> _What you should do_
Copy each line that contains the string "model", taking them from the material.

+++ Material supplied +++

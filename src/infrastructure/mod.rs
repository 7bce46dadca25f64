//! Infrastructure layer - external concerns

pub mod database;
pub mod providers;
pub mod storage;

pub use database::{init_database, DatabaseConfig, SeaOrmRepositoryProvider};
pub use providers::{StaticScheduleProvider, StaticTariffProvider, StaticWalletProvider};
pub use storage::InMemoryStorage;
//! Transaction aggregate

pub mod model;
pub mod repository;

pub use model::ChargingTransaction;
pub use repository::TransactionRepository;
//! Application layer: ports, services, charge point sessions, commands, and
//! the OCPP 1.6 inbound handlers.

pub mod commands;
pub mod handlers;
pub mod ports;
pub mod services;
pub mod session;

pub use commands::{
    create_command_sender, CommandError, CommandSender, OcppCommandGateway, SharedCommandSender,
};
pub use handlers::{OcppHandlerV16, OcppServices};
pub use session::{SessionRegistry, SharedSessionRegistry};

+++

> _Your solution_
pub mod model;
pub use model::ChargingTransaction;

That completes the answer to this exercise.